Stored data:
——
pub fn auth_routes() -> Router<AppState> {
    Router::new()
        .route("/auth/register", post(register))
        .route("/auth/login", post(login))
        .route("/auth/logout", post(logout))
        .route("/auth/password", post(change_password))
        .route("/auth/password-reset/request", post(request_password_reset))
        .route("/auth/password-reset/confirm", post(confirm_password_reset))
        .route("/auth/verify-email", post(verify_email))
        .route("/auth/verify-email/resend", post(resend_verification))
        .route("/auth/verify-email/status", get(verification_status))
}

pub fn me_routes() -> Router<AppState> {
    Router::new().route("/me", get(get_me))
}

fn session_meta(headers: &HeaderMap, device_info: Option<String>, location: Option<String>) -> SessionMeta {
    SessionMeta {
        device_info,
        ip_address: client_ip(headers),
        user_agent: user_agent(headers),
        location,
    }
}

fn locked() -> ApiError {
    ApiError::Locked("Account temporarily locked due to suspicious activity".into())
}

fn blank_to_none(v: Option<String>) -> Option<String> {
    v.map(|s| s.trim().to_string()).filter(|s| !s.is_empty())
}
——
• PROBLEM TO SOLVE: Lines from the entries that contain the string "SessionMeta" are what must be copied.

• TASK ANSWER:
fn session_meta(headers: &HeaderMap, device_info: Option<String>, location: Option<String>) -> SessionMeta {
    SessionMeta {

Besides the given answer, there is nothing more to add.